* **Work to be completed**: Give the records back in full, exactly as they read.

* **Information shown**:

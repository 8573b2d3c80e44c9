//! GitHub API client supplying pull requests, review history and file detail

pub mod client;
pub mod convert;

pub use client::{
    ClientError, GitHubClient, GithubBranchRef, GithubFile, GithubIssueEvent, GithubPr,
    GithubPrDetail, GithubReview, GithubUser,
};
/// Every ancestor directory of a path: `a/b/c.rs` -> `a`, `a/b`
fn ancestor_dirs(path: &str) -> impl Iterator<Item = &str> {
    path.match_indices('/')
        .map(move |(i, _)| &path[..i])
        .filter(|dir| !dir.is_empty())
}

#[cfg(test)]
mod tests {
    use super::*;
    use chrono::{DateTime, TimeZone, Utc};
    use common::models::ReviewEventKind;

    fn t0() -> DateTime<Utc> {
        Utc.with_ymd_and_hms(2026, 1, 1, 10, 0, 0).unwrap()
    }

    fn make_pr(additions: i64, deletions: i64) -> PullRequestRecord {
        PullRequestRecord {
            id: "pr-1".to_string(),
            number: 1,
            title: "Test PR".to_string(),
            author: "alice".to_string(),
            repository: "acme/widgets".to_string(),
            created_at: t0(),
            merged_at: Some(t0() + Duration::hours(24)),
            first_reviewed_at: None,
            last_approved_at: Some(t0() + Duration::hours(20)),
            additions,
            deletions,
            head_branch: "feature".to_string(),
            base_branch: "main".to_string(),
        }
    }

    fn make_file(name: &str, ty: &str, added: i64) -> FileChangeRecord {
        FileChangeRecord {
            file_name: name.to_string(),
            file_type: ty.to_string(),
            lines_added: added,
            lines_deleted: 0,
            is_new_file: false,
            is_deleted: false,
            is_renamed: false,
        }
    }

    #[test]
    fn test_analyze_with_files() {
        let service = PrAnalysisService::default();
        let pr = make_pr(300, 20);
        let files = vec![
            make_file("src/api/handler.rs", ".rs", 200),
            make_file("src/api/routes.rs", ".rs", 100),
            make_file("docs/guide.md", ".md", 20),
        ];
        let events = vec![ReviewEvent {
            kind: ReviewEventKind::Approved,
            created_at: t0() + Duration::hours(3),
            actor: "bob".to_string(),
            reviewer: None,
        }];

        let m = service.analyze(&pr, &events, &files);
        assert_eq!(m.size_metrics.lines_changed, 320);
        assert_eq!(m.size_metrics.files_changed, 3);
        assert_eq!(m.size_metrics.directory_count, 3);
        assert_eq!(m.size_metrics.file_type_breakdown.get(".rs"), Some(&2));
        assert_eq!(m.size_category, SizeCategory::L);
        assert_eq!(m.time_metrics.time_to_first_review, Some(Duration::hours(3)));
        assert_eq!(m.quality_metrics.approvers_involved, vec!["bob"]);
        assert!(m.complexity_score >= 0.1 && m.complexity_score <= 10.0);
        assert_eq!(m.dominant_file_type(), ".rs");
    }

    #[test]
    fn test_analyze_without_files_falls_back() {
        let m = PrAnalysisService::default().analyze(&make_pr(10, 10), &[], &[]);
        assert_eq!(m.size_metrics.files_changed, 0);
        assert_eq!(m.size_metrics.directory_count, 1);
        assert_eq!(
            m.size_metrics.file_type_breakdown,
            BTreeMap::from([("unknown".to_string(), 1)])
        );
        assert_eq!(m.size_category, SizeCategory::XS);
    }

    #[test]
    fn test_basic_analysis_estimates() {
        let service = PrAnalysisService::default();
        let m = service.analyze_basic(&make_pr(40, 20));
        assert_eq!(m.size_metrics.files_changed, 1);
        assert_eq!(m.quality_metrics.commit_count, 1);
        assert_eq!(m.quality_metrics.reviewer_count, 1);
        assert_eq!(m.quality_metrics.first_review_pass_rate, 1.0);
        assert_eq!(m.time_metrics.total_cycle_time, Some(Duration::hours(24)));
        assert_eq!(m.time_metrics.time_to_approval, Some(Duration::hours(20)));
        assert_eq!(m.time_metrics.time_to_merge, Some(Duration::hours(4)));
        assert_eq!(m.time_metrics.review_wait_time, None);
        assert_eq!(m.size_category, SizeCategory::S);

        let batch = service.analyze_batch(&[make_pr(1, 1), make_pr(500, 500)]);
        assert_eq!(batch.len(), 2);
        assert_eq!(batch[1].size_category, SizeCategory::XL);
    }

    #[test]
    fn test_ancestor_dirs() {
        let dirs: Vec<&str> = ancestor_dirs("src/components/Button.tsx").collect();
        assert_eq!(dirs, vec!["src", "src/components"]);
        assert_eq!(ancestor_dirs("README.md").count(), 0);
    }

    #[test]
    fn test_insights_for_large_slow_pr() {
        let service = PrAnalysisService::default();
        let mut pr = make_pr(700, 0);
        pr.first_reviewed_at = Some(t0() + Duration::hours(30));
        let files = vec![
            make_file("api/a.rs", ".rs", 400),
            make_file("web/b.ts", ".ts", 300),
        ];
        let m = service.analyze(&pr, &[], &files);
        let insights = service.generate_insights(&m);

        assert_eq!(insights.size_issues.len(), 1);
        assert_eq!(insights.size_issues[0].severity, Severity::High);
        assert_eq!(insights.time_issues.len(), 1);
        assert_eq!(insights.split_suggestions.len(), 2);
        let kinds: Vec<ActionKind> = insights.recommended_actions.iter().map(|a| a.kind).collect();
        assert!(kinds.contains(&ActionKind::SplitPr));
        assert!(kinds.contains(&ActionKind::ImproveReviewProcess));
    }

    #[test]
    fn test_insights_for_clean_pr() {
        let service = PrAnalysisService::default();
        let m = service.analyze_basic(&make_pr(10, 5));
        let insights = service.generate_insights(&m);
        assert!(insights.size_issues.is_empty());
        assert!(insights.time_issues.is_empty());
        assert!(insights.quality_issues.is_empty());
        assert!(insights.complexity_issues.is_empty());
        assert!(insights.recommended_actions.is_empty());
    }
}
//! Application state

use common::Config;
use processor::{AnalysisConfig, MetricsAggregator, PrAnalysisService};
use sqlx::PgPool;

/// Shared application state
pub struct AppState {
    pub config: Config,
    pub pool: PgPool,
    pub service: PrAnalysisService,
    pub aggregator: MetricsAggregator,
}

impl AppState {
    pub fn new(config: Config, pool: PgPool) -> Self {
        let service = PrAnalysisService::new(AnalysisConfig::from(&config));
        Self {
            config,
            pool,
            service,
            aggregator: MetricsAggregator::default(),
        }
    }
}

* **Solution**:
repository 8573b2d3c80e44c9
//! GitHub API client supplying pull requests, review history and file detail

pub mod client;
pub mod convert;

pub use client::{
    ClientError, GitHubClient, GithubBranchRef, GithubFile, GithubIssueEvent, GithubPr,
    GithubPrDetail, GithubReview, GithubUser,
};
/// Every ancestor directory of a path: `a/b/c.rs` -> `a`, `a/b`
fn ancestor_dirs(path: &str) -> impl Iterator<Item = &str> {
    path.match_indices('/')
        .map(move |(i, _)| &path[..i])
        .filter(|dir| !dir.is_empty())
}

#[cfg(test)]
mod tests {
    use super::*;
    use chrono::{DateTime, TimeZone, Utc};
    use common::models::ReviewEventKind;

    fn t0() -> DateTime<Utc> {
        Utc.with_ymd_and_hms(2026, 1, 1, 10, 0, 0).unwrap()
    }

    fn make_pr(additions: i64, deletions: i64) -> PullRequestRecord {
        PullRequestRecord {
            id: "pr-1".to_string(),
            number: 1,
            title: "Test PR".to_string(),
            author: "alice".to_string(),
            repository: "acme/widgets".to_string(),
            created_at: t0(),
            merged_at: Some(t0() + Duration::hours(24)),
            first_reviewed_at: None,
            last_approved_at: Some(t0() + Duration::hours(20)),
            additions,
            deletions,
            head_branch: "feature".to_string(),
            base_branch: "main".to_string(),
        }
    }

    fn make_file(name: &str, ty: &str, added: i64) -> FileChangeRecord {
        FileChangeRecord {
            file_name: name.to_string(),
            file_type: ty.to_string(),
            lines_added: added,
            lines_deleted: 0,
            is_new_file: false,
            is_deleted: false,
            is_renamed: false,
        }
    }

    #[test]
    fn test_analyze_with_files() {
        let service = PrAnalysisService::default();
        let pr = make_pr(300, 20);
        let files = vec![
            make_file("src/api/handler.rs", ".rs", 200),
            make_file("src/api/routes.rs", ".rs", 100),
            make_file("docs/guide.md", ".md", 20),
        ];
        let events = vec![ReviewEvent {
            kind: ReviewEventKind::Approved,
            created_at: t0() + Duration::hours(3),
            actor: "bob".to_string(),
            reviewer: None,
        }];

        let m = service.analyze(&pr, &events, &files);
        assert_eq!(m.size_metrics.lines_changed, 320);
        assert_eq!(m.size_metrics.files_changed, 3);
        assert_eq!(m.size_metrics.directory_count, 3);
        assert_eq!(m.size_metrics.file_type_breakdown.get(".rs"), Some(&2));
        assert_eq!(m.size_category, SizeCategory::L);
        assert_eq!(m.time_metrics.time_to_first_review, Some(Duration::hours(3)));
        assert_eq!(m.quality_metrics.approvers_involved, vec!["bob"]);
        assert!(m.complexity_score >= 0.1 && m.complexity_score <= 10.0);
        assert_eq!(m.dominant_file_type(), ".rs");
    }

    #[test]
    fn test_analyze_without_files_falls_back() {
        let m = PrAnalysisService::default().analyze(&make_pr(10, 10), &[], &[]);
        assert_eq!(m.size_metrics.files_changed, 0);
        assert_eq!(m.size_metrics.directory_count, 1);
        assert_eq!(
            m.size_metrics.file_type_breakdown,
            BTreeMap::from([("unknown".to_string(), 1)])
        );
        assert_eq!(m.size_category, SizeCategory::XS);
    }

    #[test]
    fn test_basic_analysis_estimates() {
        let service = PrAnalysisService::default();
        let m = service.analyze_basic(&make_pr(40, 20));
        assert_eq!(m.size_metrics.files_changed, 1);
        assert_eq!(m.quality_metrics.commit_count, 1);
        assert_eq!(m.quality_metrics.reviewer_count, 1);
        assert_eq!(m.quality_metrics.first_review_pass_rate, 1.0);
        assert_eq!(m.time_metrics.total_cycle_time, Some(Duration::hours(24)));
        assert_eq!(m.time_metrics.time_to_approval, Some(Duration::hours(20)));
        assert_eq!(m.time_metrics.time_to_merge, Some(Duration::hours(4)));
        assert_eq!(m.time_metrics.review_wait_time, None);
        assert_eq!(m.size_category, SizeCategory::S);

        let batch = service.analyze_batch(&[make_pr(1, 1), make_pr(500, 500)]);
        assert_eq!(batch.len(), 2);
        assert_eq!(batch[1].size_category, SizeCategory::XL);
    }

    #[test]
    fn test_ancestor_dirs() {
        let dirs: Vec<&str> = ancestor_dirs("src/components/Button.tsx").collect();
        assert_eq!(dirs, vec!["src", "src/components"]);
        assert_eq!(ancestor_dirs("README.md").count(), 0);
    }

    #[test]
    fn test_insights_for_large_slow_pr() {
        let service = PrAnalysisService::default();
        let mut pr = make_pr(700, 0);
        pr.first_reviewed_at = Some(t0() + Duration::hours(30));
        let files = vec![
            make_file("api/a.rs", ".rs", 400),
            make_file("web/b.ts", ".ts", 300),
        ];
        let m = service.analyze(&pr, &[], &files);
        let insights = service.generate_insights(&m);

        assert_eq!(insights.size_issues.len(), 1);
        assert_eq!(insights.size_issues[0].severity, Severity::High);
        assert_eq!(insights.time_issues.len(), 1);
        assert_eq!(insights.split_suggestions.len(), 2);
        let kinds: Vec<ActionKind> = insights.recommended_actions.iter().map(|a| a.kind).collect();
        assert!(kinds.contains(&ActionKind::SplitPr));
        assert!(kinds.contains(&ActionKind::ImproveReviewProcess));
    }

    #[test]
    fn test_insights_for_clean_pr() {
        let service = PrAnalysisService::default();
        let m = service.analyze_basic(&make_pr(10, 5));
        let insights = service.generate_insights(&m);
        assert!(insights.size_issues.is_empty());
        assert!(insights.time_issues.is_empty());
        assert!(insights.quality_issues.is_empty());
        assert!(insights.complexity_issues.is_empty());
        assert!(insights.recommended_actions.is_empty());
    }
}
//! Application state

use common::Config;
use processor::{AnalysisConfig, MetricsAggregator, PrAnalysisService};
use sqlx::PgPool;

/// Shared application state
pub struct AppState {
    pub config: Config,
    pub pool: PgPool,
    pub service: PrAnalysisService,
    pub aggregator: MetricsAggregator,
}

impl AppState {
    pub fn new(config: Config, pool: PgPool) -> Self {
        let service = PrAnalysisService::new(AnalysisConfig::from(&config));
        Self {
            config,
            pool,
            service,
            aggregator: MetricsAggregator::default(),
        }
    }
}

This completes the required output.